Because $n \geq 3$, the space $\mathbb{R}^n \backslash \{ q_1, \ldots, q_k \}$ is simply connected, so that $\mathcal{H}^k(c_0,c_1) \neq \emptyset$. In fact, it is not difficult to convince ourself that $\mathcal{H}^k(c_0,c_1)$ is a dense open subset of $\mathcal{H}(c_0,c_1)$. A possible argument is the following:

First, if $h \in \mathcal{H}^k(c_0,c_1)$ and if $d$ denotes the distance between $\{q_1, \ldots, q_k \}$ and $\mathrm{Im}(h)$ (which is positive since $\mathrm{Im}(h)$ is compact), then the ball in $\mathcal{H}(c_0,c_1)$ of radius $d/2$ and centered at $h$ is clearly included into $\mathcal{H}^k(c_0,c_1)$. Therefore, $\mathcal{H}^k(c_0,c_1)$ is open in $\mathcal{H}(c_0,c_1)$.

Then, let $f_{\epsilon}$ be a bump function whose support is included into $\bigcup\limits_{j=1}^k B(q_i,\epsilon)$ and satisfying $\| f_{\epsilon} \|_{\infty} \leq \epsilon$. Now, given a homotopy $h \in \mathcal{H}(c_0,c_1)$, define the perturbation

$h_{\epsilon} : (s,t) \mapsto (t(t-1)f_{\epsilon} + \mathrm{Id}_X) \circ h(s,t)$.

Of course, $\| h-h_{\epsilon} \|_{\infty} \leq \| f_{\epsilon} \|_{\infty} \leq \epsilon$ and $h_{\epsilon} \in \mathcal{H}(c_0,c_1)$. Furthermore, if $\epsilon$ is small enough and $f_{\epsilon}$ well chosen, then $\mathrm{Im}(h_{\epsilon}) \cap \{ q_1, \ldots, q_k \} = \emptyset$. This proves that $\mathcal{H}^k(c_0,c_1)$ is dense in $\mathcal{H}(c_0,c_1)$.

Now, it is sufficient to apply Baire category theorem to conclude that the intersection $\bigcap\limits_{k \geq 1} \mathcal{H}^k (c_0,c_1)$ is non empty.
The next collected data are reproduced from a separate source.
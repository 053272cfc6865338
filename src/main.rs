use dotenvy::dotenv;
use spellbot::{
    bot::{self, BotData},
    config::{Settings, database},
    errors::{Error, Result},
    integrations::HttpLinks,
    web,
};
use std::sync::Arc;
use tracing::{error, info};
use tracing_subscriber::EnvFilter;

#[tokio::main]
async fn main() -> Result<()> {
    // 1. Initialize tracing (as early as possible)
    tracing_subscriber::fmt()
        .with_env_filter(
            EnvFilter::try_from_default_env().unwrap_or_else(|_| EnvFilter::new("info")),
        )
        .init();

    // 2. Load .env file; variables may also be set externally
    dotenv().ok();

    // 3. Load settings from the TOML file and environment
    let settings = Arc::new(
        Settings::load().inspect_err(|e| error!("Failed to load settings: {e}"))?,
    );
    let token = settings.bot_token.clone().ok_or_else(|| Error::Config {
        message: "BOT_TOKEN is not set".to_string(),
    })?;

    // 4. Connect to the database and create missing tables
    let db = database::create_connection()
        .await
        .inspect_err(|e| error!("Failed to connect to database: {e}"))?;
    database::create_tables(&db)
        .await
        .inspect(|_| info!("Database initialized successfully."))
        .inspect_err(|e| error!("Failed to create tables: {e}"))?;

    // 5. Serve the web API next to the bot
    let web_settings = Arc::clone(&settings);
    let web_db = db.clone();
    tokio::spawn(async move {
        if let Err(e) = web::run_server(&web_settings, web_db).await {
            error!("Web API stopped: {e}");
        }
    });

    // 6. Run the bot
    let links = HttpLinks::new(Arc::clone(&settings))?;
    let data = BotData::new(db, settings, Arc::new(links));
    bot::run_bot(token, data).await
}
//! Leaving a pending game, from `/leave` or a Leave button.

use super::{delete_game_posts, lfg::register_context, refresh_game_posts};
use crate::{
    bot::{BotData, Context, xid},
    core::games::{self, LeaveOutcome},
    errors::Result,
};
use poise::{CreateReply, serenity_prelude as serenity};
use serenity::{ComponentInteraction, CreateInteractionResponse, CreateInteractionResponseFollowup};
use tracing::instrument;

const NOT_IN_GAME: &str = "You were not in a pending game in this channel.";

/// Redraws or removes the posts of a game someone left.
pub async fn settle(ctx: &serenity::Context, data: &BotData, outcome: LeaveOutcome) -> Result<()> {
    if outcome.deleted {
        delete_game_posts(ctx, data, outcome.game_id).await
    } else {
        refresh_game_posts(ctx, data, outcome.game_id).await
    }
}

/// Handles `/leave`: leaves the game the author waits in for this channel.
#[instrument(skip(ctx), fields(user_xid = ctx.author().id.get()))]
pub async fn leave(ctx: Context<'_>) -> Result<()> {
    let data = ctx.data();
    let user_xid = xid(ctx.author().id.get());
    let channel_xid = xid(ctx.channel_id().get());

    let Some(outcome) = games::leave_channel_game(&data.database, user_xid, channel_xid).await?
    else {
        ctx.send(CreateReply::default().content(NOT_IN_GAME).ephemeral(true))
            .await?;
        return Ok(());
    };

    ctx.send(
        CreateReply::default()
            .content(format!("You were removed from game #SB{}.", outcome.game_id))
            .ephemeral(true),
    )
    .await?;
    settle(ctx.serenity_context(), data, outcome).await
}

/// Handles a Leave button press on a game post.
#[instrument(skip(ctx, data, component), fields(user_xid = component.user.id.get()))]
pub async fn leave_button(
    ctx: &serenity::Context,
    data: &BotData,
    component: &ComponentInteraction,
    game_id: i32,
) -> Result<()> {
    component
        .create_response(ctx, CreateInteractionResponse::Acknowledge)
        .await?;
    let user = &component.user;
    let user_xid = xid(user.id.get());
    if let Some(guild_id) = component.guild_id {
        register_context(
            &data.database,
            xid(guild_id.get()),
            None,
            xid(component.channel_id.get()),
            None,
            user_xid,
            &user.name,
        )
        .await?;
    }

    match games::leave_game(&data.database, game_id, user_xid).await? {
        Some(outcome) => settle(ctx, data, outcome).await,
        None => {
            let message = CreateInteractionResponseFollowup::new()
                .content("You are not in this game.")
                .ephemeral(true);
            component.create_followup(ctx, message).await?;
            Ok(())
        }
    }
}
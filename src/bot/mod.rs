//! Bot layer - Discord-specific interface and command handlers
//!
//! This module wires the matching engine to Discord: slash commands, button
//! handlers, the game session flows and the background sweepers.

/// Game session flows shared by commands and buttons
pub mod actions;
/// Discord command implementations (lfg, moderation, configuration, awards)
pub mod commands;
/// Discord interaction handlers (buttons)
pub mod handlers;
/// Discord calls that log failures instead of propagating them
pub mod ops;
/// Background sweepers for expired games and stale voice channels
pub mod tasks;

use crate::{
    config::Settings,
    errors::{Error, Result},
    integrations::LinkGenerator,
};
use poise::serenity_prelude as serenity;
use sea_orm::DatabaseConnection;
use std::sync::Arc;
use tracing::{error, info, instrument};

/// Shared data available to all bot commands.
/// This structure holds the database connection, the settings and the link
/// generator used when games start.
#[derive(Clone)]
pub struct BotData {
    /// Database connection for all database operations
    pub database: DatabaseConnection,
    /// Settings loaded at startup
    pub settings: Arc<Settings>,
    /// Creates tables on the play services
    pub links: Arc<dyn LinkGenerator>,
}

impl BotData {
    /// Creates a new `BotData` instance.
    #[must_use]
    pub fn new(
        database: DatabaseConnection,
        settings: Arc<Settings>,
        links: Arc<dyn LinkGenerator>,
    ) -> Self {
        Self {
            database,
            settings,
            links,
        }
    }
}

/// Poise context carrying [`BotData`].
pub type Context<'a> = poise::Context<'a, BotData, Error>;

/// Converts a Discord snowflake into the signed id stored in the database.
#[allow(clippy::cast_possible_wrap)]
#[must_use]
pub const fn xid(id: u64) -> i64 {
    id as i64
}

/// Converts a stored id back into a Discord snowflake.
#[allow(clippy::cast_sign_loss)]
#[must_use]
pub const fn snowflake(xid: i64) -> u64 {
    xid as u64
}

async fn on_error(error: poise::FrameworkError<'_, BotData, Error>) {
    match error {
        poise::FrameworkError::Setup { error, .. } => {
            error!("Failed to start bot: {error:?}");
        }
        poise::FrameworkError::Command { error, ctx, .. } => {
            error!("Error in command `{}`: {:?}", ctx.command().name, error);
            let reply = poise::CreateReply::default()
                .content(format!("An error occurred: {error}"))
                .ephemeral(true);
            if let Err(e) = ctx.send(reply).await {
                error!("Failed to send error message: {e}");
            }
        }
        error => {
            if let Err(e) = poise::builtins::on_error(error).await {
                error!("Error while handling error: {e}");
            }
        }
    }
}

/// Every slash command the bot registers.
#[must_use]
pub fn all_commands() -> Vec<poise::Command<BotData, Error>> {
    vec![
        commands::lfg(),
        commands::leave(),
        commands::game(),
        commands::points(),
        commands::confirm(),
        commands::info(),
        commands::block(),
        commands::unblock(),
        commands::watch(),
        commands::unwatch(),
        commands::watched(),
        commands::set(),
        commands::mirror(),
        commands::award(),
        commands::verify(),
        commands::unverify(),
        commands::ping(),
        commands::about(),
        commands::ban(),
        commands::unban(),
    ]
}

/// Connects to Discord and serves commands until the gateway closes.
#[instrument(skip_all)]
pub async fn run_bot(token: String, data: BotData) -> Result<()> {
    let debug_guild = data.settings.debug_guild;

    let framework = poise::Framework::builder()
        .options(poise::FrameworkOptions {
            commands: all_commands(),
            on_error: |error| Box::pin(on_error(error)),
            event_handler: |ctx, event, framework, data| {
                Box::pin(handlers::event_handler(ctx, event, framework, data))
            },
            ..Default::default()
        })
        .setup(move |ctx, ready, framework| {
            Box::pin(async move {
                info!("Logged in as {}", ready.user.name);
                match debug_guild {
                    Some(guild) => {
                        info!(guild, "Registering commands in debug guild...");
                        let guild_id = serenity::GuildId::new(guild);
                        poise::builtins::register_in_guild(ctx, &framework.options().commands, guild_id)
                            .await?;
                    }
                    None => {
                        info!("Registering commands globally...");
                        poise::builtins::register_globally(ctx, &framework.options().commands).await?;
                    }
                }
                tasks::spawn_sweepers(ctx.clone(), data.clone());
                Ok(data)
            })
        })
        .build();

    let intents = serenity::GatewayIntents::GUILDS
        | serenity::GatewayIntents::GUILD_MEMBERS
        | serenity::GatewayIntents::GUILD_VOICE_STATES;

    info!("Setting up Serenity client for Poise framework...");
    let mut client = serenity::Client::builder(&token, intents)
        .framework(framework)
        .await
        .inspect_err(|e| error!("Error creating client: {e:?}"))?;

    info!("Starting bot client...");
    client
        .start()
        .await
        .inspect_err(|e| error!("Client error: {e:?}"))?;
    Ok(())
}

#[cfg(test)]
mod tests {
    use super::*;
    use crate::{
        core::games::{self, JoinRequest},
        entities::{GameBracket, GameFormat, GameService},
        integrations::GameLink,
        test_utils::*,
    };

    #[test]
    fn test_snowflake_round_trip() {
        let id = 1_234_567_890_123_456_789_u64;
        assert_eq!(snowflake(xid(id)), id);
        assert_eq!(snowflake(xid(u64::MAX)), u64::MAX);
    }

    #[test]
    fn test_command_names_are_unique() {
        let commands = all_commands();
        let mut names: Vec<_> = commands.iter().map(|c| c.name.clone()).collect();
        names.sort();
        names.dedup();
        assert_eq!(names.len(), commands.len());
        assert!(names.contains(&"verify".to_string()));
        assert!(names.contains(&"confirm".to_string()));
    }

    #[test]
    fn test_set_subcommands_fit_discord_limit() {
        let set = commands::set();
        assert!(set.subcommands.len() <= 25);
        for name in ["auto_verify", "verified_only", "unverified_only", "require_confirmation"] {
            assert!(set.subcommands.iter().any(|c| c.name == name), "missing {name}");
        }
    }

    #[tokio::test]
    async fn test_bot_data_generates_links() -> Result<()> {
        let db = setup_test_db().await?;
        create_test_guild(&db, 1).await?;
        create_test_channel(&db, 1, 10).await?;
        let links = StubLinks {
            link: GameLink {
                link: Some("https://spelltable.wizards.com/game/abc".to_string()),
                password: None,
            },
        };
        let data = BotData::new(db, Arc::new(Settings::default()), Arc::new(links));

        let request = JoinRequest {
            guild_xid: 1,
            channel_xid: 10,
            author_xid: 100,
            friend_xids: vec![],
            seats: 2,
            format: GameFormat::Modern,
            bracket: GameBracket::None,
            service: GameService::SpellTable,
        };
        let (game, _) = games::upsert(&data.database, &request, false).await?;
        let generated = data.links.generate(&game).await;
        assert_eq!(
            generated.link.as_deref(),
            Some("https://spelltable.wizards.com/game/abc")
        );
        Ok(())
    }
}
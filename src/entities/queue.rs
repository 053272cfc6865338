//! Queue entity - A user seated in a pending game.
//!
//! A user may sit in several pending games at once (bounded by the pending
//! game limit); once one of them starts the user leaves every queue.

use sea_orm::entity::prelude::*;
use serde::{Deserialize, Serialize};

/// Queue database model
#[derive(Clone, Debug, PartialEq, Eq, DeriveEntityModel, Serialize, Deserialize)]
#[sea_orm(table_name = "queues")]
pub struct Model {
    /// Seated user
    #[sea_orm(primary_key, auto_increment = false)]
    pub user_xid: i64,
    /// Pending game
    #[sea_orm(primary_key, auto_increment = false)]
    pub game_id: i32,
}

/// Defines relationships between Queue and other entities
#[derive(Copy, Clone, Debug, EnumIter, DeriveRelation)]
pub enum Relation {
    /// Each queue row belongs to one game
    #[sea_orm(
        belongs_to = "super::game::Entity",
        from = "Column::GameId",
        to = "super::game::Column::Id",
        on_delete = "Cascade"
    )]
    Game,
}

impl Related<super::game::Entity> for Entity {
    fn to() -> RelationDef {
        Relation::Game.def()
    }
}

impl ActiveModelBehavior for ActiveModel {}
//! Block list commands - keeping users out of each other's games.

// Inner module to suppress missing_docs warnings for poise macro-generated code
mod inner {
    #![allow(missing_docs)]

    use crate::{
        bot::{BotData, xid},
        core::users,
        errors::{Error, Result},
    };
    use poise::{CreateReply, serenity_prelude as serenity};

    /// Blocks a user so you are never matched into the same game.
    #[poise::command(slash_command)]
    pub async fn block(
        ctx: poise::Context<'_, BotData, Error>,
        #[description = "User to block"] target: serenity::User,
    ) -> Result<()> {
        let db = &ctx.data().database;
        let author_xid = xid(ctx.author().id.get());
        if target.id == ctx.author().id {
            ctx.send(
                CreateReply::default()
                    .content("You can not block yourself.")
                    .ephemeral(true),
            )
            .await?;
            return Ok(());
        }

        users::upsert_user(db, author_xid, &ctx.author().name).await?;
        users::upsert_user(db, xid(target.id.get()), &target.name).await?;
        users::block(db, author_xid, &[xid(target.id.get())]).await?;

        ctx.send(
            CreateReply::default()
                .content(format!("<@{}> has been blocked.", target.id))
                .ephemeral(true),
        )
        .await?;
        Ok(())
    }

    /// Unblocks a user you previously blocked.
    #[poise::command(slash_command)]
    pub async fn unblock(
        ctx: poise::Context<'_, BotData, Error>,
        #[description = "User to unblock"] target: serenity::User,
    ) -> Result<()> {
        let db = &ctx.data().database;
        users::unblock(db, xid(ctx.author().id.get()), &[xid(target.id.get())]).await?;

        ctx.send(
            CreateReply::default()
                .content(format!("<@{}> has been unblocked.", target.id))
                .ephemeral(true),
        )
        .await?;
        Ok(())
    }
}

pub use inner::*;
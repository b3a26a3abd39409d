//! Convolution filters: box blur, Gaussian blur, and sharpen.
//!
//! Both blurs are separable two-pass filters. The horizontal pass reads the
//! buffer and writes a scratch buffer; the vertical pass reads the scratch
//! buffer and writes the result back. Neighbor reads go through
//! [`ImageAccessorClone`], so samples past an edge replicate the edge pixel
//! and a uniform field stays uniform however large the radius.
//!
//! A radius below 1 is a no-op for both blurs.

use crate::basics::{clamp_u8, round_u8};
use crate::color::Rgba8;
use crate::image_accessors::ImageAccessorClone;
use crate::pixel_buffer::PixelBuffer;

// ============================================================================
// Box blur
// ============================================================================

/// Integer mean of `n` channel sums, rounded to nearest.
#[inline]
fn mean(sum: u64, n: u64) -> u8 {
    ((sum + n / 2) / n) as u8
}

/// Splits the window `[c - radius, c + radius]` over a line of `len` samples
/// into `(before, first, count, after)`: `before` taps clamp to sample 0,
/// `count` taps read samples `first..first + count`, and `after` taps clamp to
/// sample `len - 1`.
#[inline]
fn clamped_window(c: i32, radius: i32, len: i32) -> (u64, i32, u32, u64) {
    let lo = c as i64 - radius as i64;
    let hi = c as i64 + radius as i64;
    let last = len as i64 - 1;
    let before = (-lo).max(0) as u64;
    let after = (hi - last).max(0) as u64;
    let first = lo.max(0);
    let count = hi.min(last) - first + 1;
    (before, first as i32, count as u32, after)
}

#[inline]
fn add_weighted(sum: &mut [u64; 3], c: Rgba8, n: u64) {
    sum[0] += c.r as u64 * n;
    sum[1] += c.g as u64 * n;
    sum[2] += c.b as u64 * n;
}

/// Two-pass separable mean filter over a `2 * radius + 1` window.
///
/// Taps past an edge count the edge pixel once per tap, so the cost per pixel
/// is bounded by the image size, not by the radius. Output alpha is forced
/// to 255.
pub fn box_blur(buf: &mut PixelBuffer, radius: i32) {
    if radius < 1 || buf.width() == 0 || buf.height() == 0 {
        return;
    }
    log::trace!("box_blur {}x{} r={}", buf.width(), buf.height(), radius);
    let w = buf.width() as i32;
    let h = buf.height() as i32;
    let taps = radius as u64 * 2 + 1;

    // Horizontal pass
    let mut scratch = PixelBuffer::new(buf.width(), buf.height());
    {
        let mut acc = ImageAccessorClone::new(buf);
        for y in 0..h {
            for x in 0..w {
                let (before, first, count, after) = clamped_window(x, radius, w);
                let mut sum = [0u64; 3];
                add_weighted(&mut sum, acc.pixel(0, y), before);
                add_weighted(&mut sum, acc.pixel(w - 1, y), after);
                let mut c = acc.span(first, y, count);
                for i in 0..count {
                    if i > 0 {
                        c = acc.next_x();
                    }
                    add_weighted(&mut sum, c, 1);
                }
                scratch.set_pixel_int(
                    x,
                    y,
                    Rgba8::new_opaque(mean(sum[0], taps), mean(sum[1], taps), mean(sum[2], taps)),
                );
            }
        }
    }

    // Vertical pass
    let mut acc = ImageAccessorClone::new(&scratch);
    for x in 0..w {
        for y in 0..h {
            let (before, first, count, after) = clamped_window(y, radius, h);
            let mut sum = [0u64; 3];
            add_weighted(&mut sum, acc.pixel(x, 0), before);
            add_weighted(&mut sum, acc.pixel(x, h - 1), after);
            let mut c = acc.span(x, first, 1);
            for i in 0..count {
                if i > 0 {
                    c = acc.next_y();
                }
                add_weighted(&mut sum, c, 1);
            }
            buf.set_pixel_int(
                x,
                y,
                Rgba8::new_opaque(mean(sum[0], taps), mean(sum[1], taps), mean(sum[2], taps)),
            );
        }
    }
}

// ============================================================================
// Gaussian blur
// ============================================================================

/// Largest radius [`gaussian_blur`] honors; larger radii blur as this one.
pub const MAX_GAUSSIAN_RADIUS: i32 = 4096;

/// Normalized 1-D Gaussian kernel of `2 * radius + 1` weights with
/// `sigma = (size - 1) / 5`. A radius below 1 yields the single weight `[1.0]`;
/// a radius above [`MAX_GAUSSIAN_RADIUS`] is reduced to it.
pub fn gaussian_kernel(radius: i32) -> Vec<f64> {
    if radius < 1 {
        return vec![1.0];
    }
    let radius = radius.min(MAX_GAUSSIAN_RADIUS);
    let size = radius as usize * 2 + 1;
    let sigma = (size - 1) as f64 / 5.0;
    let two_sigma_sq = 2.0 * sigma * sigma;
    let mut kernel: Vec<f64> = (0..size)
        .map(|i| {
            let d = i as f64 - radius as f64;
            (-(d * d) / two_sigma_sq).exp()
        })
        .collect();
    let sum: f64 = kernel.iter().sum();
    for k in kernel.iter_mut() {
        *k /= sum;
    }
    kernel
}

#[inline]
fn accumulate(sum: &mut [f64; 4], c: Rgba8, k: f64) {
    sum[0] += c.r as f64 * k;
    sum[1] += c.g as f64 * k;
    sum[2] += c.b as f64 * k;
    sum[3] += c.a as f64 * k;
}

#[inline]
fn to_pixel(sum: &[f64; 4]) -> Rgba8 {
    Rgba8::new(
        round_u8(sum[0]),
        round_u8(sum[1]),
        round_u8(sum[2]),
        round_u8(sum[3]),
    )
}

/// Two-pass separable Gaussian blur. Alpha is blurred with the color channels.
pub fn gaussian_blur(buf: &mut PixelBuffer, radius: i32) {
    if radius < 1 || buf.width() == 0 || buf.height() == 0 {
        return;
    }
    let radius = radius.min(MAX_GAUSSIAN_RADIUS);
    log::trace!("gaussian_blur {}x{} r={}", buf.width(), buf.height(), radius);
    let kernel = gaussian_kernel(radius);
    let taps = kernel.len() as u32;
    let w = buf.width() as i32;
    let h = buf.height() as i32;

    // Horizontal pass
    let mut scratch = PixelBuffer::new(buf.width(), buf.height());
    {
        let mut acc = ImageAccessorClone::new(buf);
        for y in 0..h {
            for x in 0..w {
                let mut sum = [0.0f64; 4];
                accumulate(&mut sum, acc.span(x - radius, y, taps), kernel[0]);
                for &k in &kernel[1..] {
                    accumulate(&mut sum, acc.next_x(), k);
                }
                scratch.set_pixel_int(x, y, to_pixel(&sum));
            }
        }
    }

    // Vertical pass
    let mut acc = ImageAccessorClone::new(&scratch);
    for x in 0..w {
        for y in 0..h {
            let mut sum = [0.0f64; 4];
            accumulate(&mut sum, acc.span(x, y - radius, 1), kernel[0]);
            for &k in &kernel[1..] {
                accumulate(&mut sum, acc.next_y(), k);
            }
            buf.set_pixel_int(x, y, to_pixel(&sum));
        }
    }
}

// ============================================================================
// Sharpen
// ============================================================================

/// 3×3 sharpen kernel, row-major.
pub const SHARPEN_KERNEL: [[i32; 3]; 3] = [[0, -1, 0], [-1, 5, -1], [0, -1, 0]];

/// Apply [`SHARPEN_KERNEL`] to R, G and B with edge-clamped sampling.
/// Alpha is copied from the source pixel.
pub fn sharpen(buf: &mut PixelBuffer) {
    if buf.width() == 0 || buf.height() == 0 {
        return;
    }
    log::trace!("sharpen {}x{}", buf.width(), buf.height());
    let w = buf.width() as i32;
    let h = buf.height() as i32;
    let mut dst = PixelBuffer::new(buf.width(), buf.height());
    let acc = ImageAccessorClone::new(buf);
    for y in 0..h {
        for x in 0..w {
            let mut sum = [0i32; 3];
            for (ky, row) in SHARPEN_KERNEL.iter().enumerate() {
                for (kx, &k) in row.iter().enumerate() {
                    if k == 0 {
                        continue;
                    }
                    let c = acc.pixel(x + kx as i32 - 1, y + ky as i32 - 1);
                    sum[0] += c.r as i32 * k;
                    sum[1] += c.g as i32 * k;
                    sum[2] += c.b as i32 * k;
                }
            }
            let a = acc.pixel(x, y).a;
            dst.set_pixel_int(
                x,
                y,
                Rgba8::new(
                    clamp_u8(sum[0]),
                    clamp_u8(sum[1]),
                    clamp_u8(sum[2]),
                    a,
                ),
            );
        }
    }
    *buf = dst;
}

// ============================================================================
// Tests
// ============================================================================

#[cfg(test)]
mod tests {
    use super::*;

    fn spot(w: u32, h: u32, x: i32, y: i32) -> PixelBuffer {
        let mut buf = PixelBuffer::filled(w, h, Rgba8::new_opaque(0, 0, 0));
        buf.set_pixel_int(x, y, Rgba8::new_opaque(255, 255, 255));
        buf
    }

    #[test]
    fn test_box_blur_zero_and_negative_radius_noop() {
        let mut buf = spot(10, 10, 5, 5);
        buf.set_pixel_int(1, 1, Rgba8::new(10, 20, 30, 40));
        let before = buf.clone();
        box_blur(&mut buf, 0);
        assert_eq!(buf, before);
        box_blur(&mut buf, -1);
        assert_eq!(buf, before);
    }

    #[test]
    fn test_box_blur_spreads_pixel() {
        let mut buf = spot(9, 9, 4, 4);
        box_blur(&mut buf, 1);
        // 255 / 9 ≈ 28 after both passes
        let center = buf.pixel_int(4, 4);
        assert_eq!(center.r, 28);
        assert_eq!(buf.pixel_int(5, 5).r, 28);
        assert_eq!(buf.pixel_int(6, 4).r, 0);
    }

    #[test]
    fn test_box_blur_forces_opaque() {
        let mut buf = PixelBuffer::filled(4, 4, Rgba8::new(100, 100, 100, 10));
        box_blur(&mut buf, 2);
        for p in buf.pixels() {
            assert_eq!(p, Rgba8::new(100, 100, 100, 255));
        }
    }

    #[test]
    fn test_box_blur_large_radius_uniform() {
        let mut buf = PixelBuffer::filled(3, 3, Rgba8::new_opaque(0, 0, 0));
        box_blur(&mut buf, 5);
        for p in buf.pixels() {
            assert_eq!(p, Rgba8::new_opaque(0, 0, 0));
        }
    }

    #[test]
    fn test_box_blur_huge_radius() {
        let white = Rgba8::new_opaque(255, 255, 255);
        let mut buf = PixelBuffer::filled(1, 1, white);
        box_blur(&mut buf, 9_000_000);
        assert_eq!(buf.pixel_int(0, 0), white);

        let gray = Rgba8::new_opaque(77, 140, 203);
        let mut buf = PixelBuffer::filled(3, 2, gray);
        box_blur(&mut buf, i32::MAX);
        for p in buf.pixels() {
            assert_eq!(p, gray);
        }
    }

    #[test]
    fn test_box_blur_edge_taps_repeat_edge_pixel() {
        // window [-2, 2] at x = 0 holds the edge pixel three times
        let mut buf = spot(5, 1, 0, 0);
        box_blur(&mut buf, 2);
        assert_eq!(buf.pixel_int(0, 0).r, 153);
        assert_eq!(buf.pixel_int(2, 0).r, 51);
        assert_eq!(buf.pixel_int(4, 0).r, 0);
    }

    #[test]
    fn test_gaussian_huge_radius_is_capped() {
        let k = gaussian_kernel(i32::MAX);
        assert_eq!(k.len(), MAX_GAUSSIAN_RADIUS as usize * 2 + 1);
        let sum: f64 = k.iter().sum();
        assert!((sum - 1.0).abs() < 1e-9);

        let black = Rgba8::new_opaque(0, 0, 0);
        let mut buf = PixelBuffer::filled(3, 3, black);
        gaussian_blur(&mut buf, i32::MAX);
        for p in buf.pixels() {
            assert_eq!(p, black);
        }
    }

    #[test]
    fn test_gaussian_kernel_normalized() {
        for r in 1..20 {
            let k = gaussian_kernel(r);
            assert_eq!(k.len(), (2 * r + 1) as usize);
            let sum: f64 = k.iter().sum();
            assert!((sum - 1.0).abs() < 1e-12, "radius {r} sums to {sum}");
        }
        assert_eq!(gaussian_kernel(0), vec![1.0]);
        assert_eq!(gaussian_kernel(-3), vec![1.0]);
    }

    #[test]
    fn test_gaussian_kernel_symmetric_peak() {
        let k = gaussian_kernel(4);
        for i in 0..4 {
            assert!((k[i] - k[8 - i]).abs() < 1e-15);
            assert!(k[i] < k[i + 1]);
        }
    }

    #[test]
    fn test_gaussian_blur_noop_and_uniform() {
        let mut buf = spot(6, 6, 2, 2);
        let before = buf.clone();
        gaussian_blur(&mut buf, 0);
        assert_eq!(buf, before);

        let mut flat = PixelBuffer::filled(5, 5, Rgba8::new(40, 80, 120, 200));
        gaussian_blur(&mut flat, 6);
        for p in flat.pixels() {
            assert_eq!(p, Rgba8::new(40, 80, 120, 200));
        }
    }

    #[test]
    fn test_gaussian_blur_blurs_alpha() {
        let mut buf = PixelBuffer::new(9, 1);
        buf.set_pixel_int(4, 0, Rgba8::new(255, 255, 255, 255));
        gaussian_blur(&mut buf, 2);
        let c = buf.pixel_int(4, 0);
        assert!(c.a < 255 && c.a > 0);
        assert!(buf.pixel_int(3, 0).a > 0);
        assert_eq!(buf.pixel_int(0, 0).a, 0);
    }

    #[test]
    fn test_sharpen_uniform_unchanged() {
        let mut buf = PixelBuffer::filled(4, 4, Rgba8::new(90, 60, 30, 128));
        sharpen(&mut buf);
        for p in buf.pixels() {
            assert_eq!(p, Rgba8::new(90, 60, 30, 128));
        }
    }

    #[test]
    fn test_sharpen_boosts_spot_and_clamps() {
        let mut buf = PixelBuffer::filled(5, 5, Rgba8::new_opaque(100, 100, 100));
        buf.set_pixel_int(2, 2, Rgba8::new_opaque(150, 150, 150));
        sharpen(&mut buf);
        // 5*150 - 4*100 = 350 -> 255
        assert_eq!(buf.pixel_int(2, 2).r, 255);
        // 5*100 - 150 - 3*100 = 50
        assert_eq!(buf.pixel_int(2, 1).r, 50);
        assert_eq!(buf.pixel_int(0, 0).r, 100);
    }
}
But any element $h$ of this intersection defines a homotopy between $c_0$ and $c_1$ satisfying $\mathrm{Im}(h) \cap \mathbb{Q}^n = \emptyset$, that is to say a homotopy in $\mathbb{R}^n \backslash \mathbb{Q}^n$.

Therefore, we have proved that any two closed curves in $\mathbb{R}^n \backslash \mathbb{Q}^n$ based at $x$ are homotopic in $\mathbb{R}^n \backslash \mathbb{Q}^n$. This shows that the group $\pi_1(\mathbb{R}^n \backslash \mathbb{Q}^n,x)$ is trivial, ie., the space $\mathbb{R}^n \backslash \mathbb{Q}^n$ is simply connected.